Hope for peace has often been a cloak for violence. Chopra insists that war and pummeling adversaries to submission never yield real peace. Violence "pollutes the emotional body" to imagine dangers and threats everywhere. Wars are in fact "eruptions from the unconscious" loaded with fear and anger. Contrary to the likening of homo sapiens to beasts, humans are not hard-wired to go to war. Sharing, altruism and other higher emotions are very much present in us and actually have survival benefits. Compassion is the innate quality that could save humanity from mechanized death and violence. The body at peace is less burdened with random uncontrollable stress and has stronger immune systems. The key is to "find a spiritual center, a core, and hold on to it". (p208)

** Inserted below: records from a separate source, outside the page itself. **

//! Readable, seekable handles to pack entries

use crate::archive::OpenGuard;
use crate::entry::{CompressionMethod, PackEntry};
use crate::error::{PackError, Result};
use crate::format::{ZIP_LZMA_HEADER_SIZE, ZipLzmaHeader};
use crate::lzma::LzmaDecoder;
use binrw::BinReaderExt;
use binrw::io::Cursor;
use std::collections::VecDeque;
use std::io::{self, Read, Seek, SeekFrom};
use tracing::warn;

/// Largest chunk decoded and thrown away per step of a forward seek
const SEEK_DISCARD_CHUNK: usize = 1024;

/// Open entry of a pack archive
#[derive(Debug)]
pub enum PackFile {
    /// Entry stored without compression
    Stored(StoredFile),
    /// LZMA-compressed entry
    Lzma(LzmaFile),
}

impl PackFile {
    pub(crate) fn open(guard: OpenGuard, entry: PackEntry) -> Result<Self> {
        match entry.method {
            CompressionMethod::Stored => Ok(Self::Stored(StoredFile {
                guard,
                entry,
                position: 0,
            })),
            CompressionMethod::Lzma => LzmaFile::new(guard, entry).map(Self::Lzma),
        }
    }

    /// Decoded size of the entry
    pub fn size(&self) -> u64 {
        match self {
            Self::Stored(file) => file.entry.original_size,
            Self::Lzma(file) => file.entry.original_size,
        }
    }

    /// Current logical position
    pub fn position(&self) -> u64 {
        match self {
            Self::Stored(file) => file.position,
            Self::Lzma(file) => file.position,
        }
    }

    /// Entry this handle reads
    pub fn entry(&self) -> &PackEntry {
        match self {
            Self::Stored(file) => &file.entry,
            Self::Lzma(file) => &file.entry,
        }
    }

    /// Read the rest of the entry into a vector
    pub fn read_remaining(&mut self) -> Result<Vec<u8>> {
        let mut data = Vec::with_capacity((self.size() - self.position()) as usize);
        self.read_to_end(&mut data)?;
        Ok(data)
    }
}

impl Read for PackFile {
    fn read(&mut self, buf: &mut [u8]) -> io::Result<usize> {
        match self {
            Self::Stored(file) => file.read(buf),
            Self::Lzma(file) => file.read(buf),
        }
    }
}

impl Seek for PackFile {
    fn seek(&mut self, pos: SeekFrom) -> io::Result<u64> {
        match self {
            Self::Stored(file) => file.seek(pos),
            Self::Lzma(file) => file.seek(pos),
        }
    }
}

/// Resolve a seek request against a size, clamping to `[0, size]`
fn target(pos: SeekFrom, current: u64, size: u64) -> u64 {
    let target = match pos {
        SeekFrom::Start(offset) => i128::from(offset),
        SeekFrom::Current(delta) => i128::from(current) + i128::from(delta),
        SeekFrom::End(delta) => i128::from(size) + i128::from(delta),
    };
    target.clamp(0, i128::from(size)) as u64
}

/// Handle to a stored entry
#[derive(Debug)]
pub struct StoredFile {
    guard: OpenGuard,
    entry: PackEntry,
    position: u64,
}

impl Read for StoredFile {
    fn read(&mut self, buf: &mut [u8]) -> io::Result<usize> {
        let remaining = self.entry.original_size - self.position;
        let wanted = (buf.len() as u64).min(remaining) as usize;
        let read = self
            .guard
            .archive()
            .read_at(&self.entry, self.position, &mut buf[..wanted])
            .map_err(io::Error::other)?;
        self.position += read as u64;
        Ok(read)
    }
}

impl Seek for StoredFile {
    fn seek(&mut self, pos: SeekFrom) -> io::Result<u64> {
        self.position = target(pos, self.position, self.entry.original_size);
        Ok(self.position)
    }
}

/// Handle to an LZMA entry with a bounded backward-seek window
///
/// Decoded output is mirrored into a ring of the most recent bytes. Backward
/// seeks that stay inside the ring replay from it; longer ones restart the
/// decoder from the start of the entry.
pub struct LzmaFile {
    guard: OpenGuard,
    entry: PackEntry,
    properties: [u8; 5],
    decoder: LzmaDecoder,
    /// Logical position in the decoded entry
    position: u64,
    /// Position in the compressed stream, after the ZIP LZMA header
    stream_position: u64,
    /// Most recently decoded bytes, oldest first
    backseek: VecDeque<u8>,
    backseek_capacity: usize,
    /// Bytes at the end of `backseek` that lie after `position`
    backseek_pending: usize,
    read_buffer: Vec<u8>,
    read_start: usize,
    read_end: usize,
}

impl std::fmt::Debug for LzmaFile {
    fn fmt(&self, f: &mut std::fmt::Formatter<'_>) -> std::fmt::Result {
        f.debug_struct("LzmaFile")
            .field("entry", &self.entry)
            .field("position", &self.position)
            .field("stream_position", &self.stream_position)
            .field("backseek", &self.backseek.len())
            .field("backseek_pending", &self.backseek_pending)
            .finish_non_exhaustive()
    }
}

impl LzmaFile {
    fn new(guard: OpenGuard, entry: PackEntry) -> Result<Self> {
        if entry.compressed_size < ZIP_LZMA_HEADER_SIZE {
            return Err(PackError::InvalidFormat(format!(
                "LZMA entry is smaller than its header ({} bytes)",
                entry.compressed_size
            )));
        }

        let mut raw = [0u8; ZIP_LZMA_HEADER_SIZE as usize];
        let read = guard.archive().read_at(&entry, 0, &mut raw)?;
        if read != raw.len() {
            return Err(PackError::InvalidFormat("Truncated ZIP LZMA header".into()));
        }
        let header: ZipLzmaHeader = Cursor::new(&raw[..]).read_le()?;

        let config = guard.archive().config();
        let backseek_capacity = config.backseek_buffer_size;
        let read_buffer = vec![0u8; config.read_buffer_size.max(1)];
        let decoder = LzmaDecoder::new(&header.properties, entry.original_size)?;

        Ok(Self {
            guard,
            properties: header.properties,
            decoder,
            position: 0,
            stream_position: 0,
            backseek: VecDeque::with_capacity(backseek_capacity),
            backseek_capacity,
            backseek_pending: 0,
            read_buffer,
            read_start: 0,
            read_end: 0,
            entry,
        })
    }

    /// Bytes of decoded history available for a backward seek
    pub fn backseek_available(&self) -> usize {
        self.backseek.len() - self.backseek_pending
    }

    fn stream_size(&self) -> u64 {
        self.entry.compressed_size - ZIP_LZMA_HEADER_SIZE
    }

    /// Restart decoding from the start of the entry
    fn reset(&mut self) -> Result<()> {
        self.decoder = LzmaDecoder::new(&self.properties, self.entry.original_size)?;
        self.position = 0;
        self.stream_position = 0;
        self.backseek.clear();
        self.backseek_pending = 0;
        self.read_start = 0;
        self.read_end = 0;
        Ok(())
    }

    /// Refill the read-ahead buffer once it is drained, returning bytes buffered
    fn fill_read_buffer(&mut self) -> Result<usize> {
        let buffered = self.read_end - self.read_start;
        let remaining = self.stream_size() - self.stream_position;
        if buffered > 0 || remaining == 0 {
            return Ok(buffered);
        }

        let refill = (self.read_buffer.len() as u64).min(remaining) as usize;
        let read = self.guard.archive().read_at(
            &self.entry,
            ZIP_LZMA_HEADER_SIZE + self.stream_position,
            &mut self.read_buffer[..refill],
        )?;
        self.stream_position += read as u64;
        self.read_start = 0;
        self.read_end = read;
        Ok(read)
    }

    fn remember(&mut self, decoded: &[u8]) {
        if self.backseek_capacity == 0 {
            return;
        }
        let keep = &decoded[decoded.len().saturating_sub(self.backseek_capacity)..];
        let overflow = (self.backseek.len() + keep.len()).saturating_sub(self.backseek_capacity);
        self.backseek.drain(..overflow);
        self.backseek.extend(keep);
    }

    fn read_decoded(&mut self, buf: &mut [u8]) -> Result<usize> {
        let remaining = self.entry.original_size - self.position;
        let max_read = (buf.len() as u64).min(remaining) as usize;
        let mut filled = 0;

        // replay bytes rewound by an earlier backward seek
        if self.backseek_pending > 0 {
            let replay = self.backseek_pending.min(max_read);
            let start = self.backseek.len() - self.backseek_pending;
            for (slot, byte) in buf[..replay]
                .iter_mut()
                .zip(self.backseek.range(start..start + replay))
            {
                *slot = *byte;
            }
            self.backseek_pending -= replay;
            filled = replay;
        }

        let decode_from = filled;
        while filled < max_read {
            let buffered = self.fill_read_buffer()?;
            let input = &self.read_buffer[self.read_start..self.read_start + buffered];
            let (consumed, written) = self.decoder.decode(input, &mut buf[filled..max_read])?;
            self.read_start += consumed;
            filled += written;

            if consumed == 0 && written == 0 {
                warn!(
                    "LZMA stream stalled at {} of {} bytes",
                    self.position + filled as u64,
                    self.entry.original_size
                );
                break;
            }
        }

        let decoded = buf[decode_from..filled].to_vec();
        self.remember(&decoded);
        self.position += filled as u64;
        Ok(filled)
    }

    fn seek_to(&mut self, target: u64) -> Result<u64> {
        if target < self.position {
            let distance = (self.position - target) as usize;
            if distance <= self.backseek_available() {
                self.backseek_pending += distance;
                self.position = target;
                return Ok(self.position);
            }

            warn!(
                "LZMA seek back past the {} byte backseek window; replaying {} bytes",
                self.backseek_capacity, target
            );
            self.reset()?;
        }

        let mut discard = [0u8; SEEK_DISCARD_CHUNK];
        while self.position < target {
            let step = ((target - self.position) as usize).min(SEEK_DISCARD_CHUNK);
            if self.read_decoded(&mut discard[..step])? == 0 {
                warn!("LZMA seek could not reach position {target}");
                break;
            }
        }
        Ok(self.position)
    }
}

impl Read for LzmaFile {
    fn read(&mut self, buf: &mut [u8]) -> io::Result<usize> {
        match self.read_decoded(buf) {
            Ok(read) => Ok(read),
            Err(e) => {
                warn!("Reading from LZMA entry failed: {e}");
                Err(io::Error::other(e))
            }
        }
    }
}

impl Seek for LzmaFile {
    fn seek(&mut self, pos: SeekFrom) -> io::Result<u64> {
        let target = target(pos, self.position, self.entry.original_size);
        if target == self.position {
            return Ok(target);
        }
        self.seek_to(target).map_err(io::Error::other)
    }
}

#[cfg(test)]
#[allow(clippy::expect_used, clippy::unwrap_used)]
mod tests {
    use super::*;
    use crate::archive::Archive;
    use crate::builder::PackBuilder;
    use crate::config::PackConfig;
    use crate::names::NameRegistry;
    use std::sync::Arc;
    use tempfile::TempDir;

    fn sample(len: usize) -> Vec<u8> {
        (0..len).map(|i| ((i * 31 + i / 7) % 253) as u8).collect()
    }

    fn open(dir: &TempDir, data: &[u8], config: PackConfig) -> PackFile {
        let path = dir.path().join("lzma.zip");
        PackBuilder::new()
            .lzma("blob.bin", data.to_vec())
            .stored("plain.bin", data.to_vec())
            .write_to_path(&path)
            .unwrap();
        let archive = Archive::open(&path, Arc::new(NameRegistry::new()), config).unwrap();
        archive.open_file("blob.bin").unwrap()
    }

    #[test]
    fn test_lzma_read_all() {
        let dir = TempDir::new().unwrap();
        let data = sample(100_000);
        let mut file = open(&dir, &data, PackConfig::default());
        assert!(matches!(file, PackFile::Lzma(_)));
        assert_eq!(file.size(), data.len() as u64);
        assert_eq!(file.read_remaining().unwrap(), data);
        assert_eq!(file.position(), data.len() as u64);
    }

    #[test]
    fn test_lzma_backseek_within_window() {
        let dir = TempDir::new().unwrap();
        let data = sample(50_000);
        let mut file = open(&dir, &data, PackConfig::default().with_backseek_buffer_size(4096));

        let mut buf = vec![0u8; 10_000];
        file.read_exact(&mut buf).unwrap();
        file.seek(SeekFrom::Current(-3000)).unwrap();
        let mut again = vec![0u8; 5000];
        file.read_exact(&mut again).unwrap();
        assert_eq!(again, &data[7000..12_000]);
    }

    #[test]
    fn test_lzma_backseek_past_window_restarts() {
        let dir = TempDir::new().unwrap();
        let data = sample(50_000);
        let mut file = open(&dir, &data, PackConfig::default().with_backseek_buffer_size(1024));

        file.seek(SeekFrom::Start(40_000)).unwrap();
        file.seek(SeekFrom::Start(100)).unwrap();
        let mut buf = [0u8; 64];
        file.read_exact(&mut buf).unwrap();
        assert_eq!(&buf[..], &data[100..164]);
    }

    #[test]
    fn test_seek_clamps_to_bounds() {
        let dir = TempDir::new().unwrap();
        let data = sample(2000);
        let mut file = open(&dir, &data, PackConfig::default());
        assert_eq!(file.seek(SeekFrom::End(100)).unwrap(), 2000);
        assert_eq!(file.seek(SeekFrom::Current(-5000)).unwrap(), 0);

        let mut buf = [0u8; 16];
        assert_eq!(file.read(&mut buf).unwrap(), 16);
        assert_eq!(&buf[..], &data[..16]);
    }

    #[test]
    fn test_stored_seek_and_read() {
        let dir = TempDir::new().unwrap();
        let path = dir.path().join("stored.zip");
        PackBuilder::new()
            .stored("a.txt", b"0123456789".to_vec())
            .write_to_path(&path)
            .unwrap();
        let archive =
            Archive::open(&path, Arc::new(NameRegistry::new()), PackConfig::default()).unwrap();
        let mut file = archive.open_file("a.txt").unwrap();

        file.seek(SeekFrom::Start(6)).unwrap();
        let mut rest = String::new();
        file.read_to_string(&mut rest).unwrap();
        assert_eq!(rest, "6789");
        assert_eq!(file.seek(SeekFrom::End(5)).unwrap(), 10);
    }
}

At the bottom, a violent person is hopeless, living in an environment where hopelessness is a daily fact. Only a form of suffering can motivate someone to desperate measures. Chopra offers real hope founded on "self-knowledge". It uncovers denial, inspires an end to apathy or emotional numbness, and assists in relating to the world through soul rather than trauma. Absolute consciousness is connecting to pure being. Our task is to find "the timeless region, that seed ground beyond right and wrong, where you add to the peace of the world". (p 235)

Devoid of claims to originality of thought, Chopra has masterfully distilled timeless wisdom in this easily comprehensible book that proposes alternatives to activist and humanitarian approaches to peace. To the heedless world, the endorsement I can humbly submit is: read it and be transformed.

Peace is the Way. Bringing War and Violence to an End by Deepak Chopra. Random House, London, 2005. ISBN: 1-8441-3019-3. Price: US$23, 264 pages.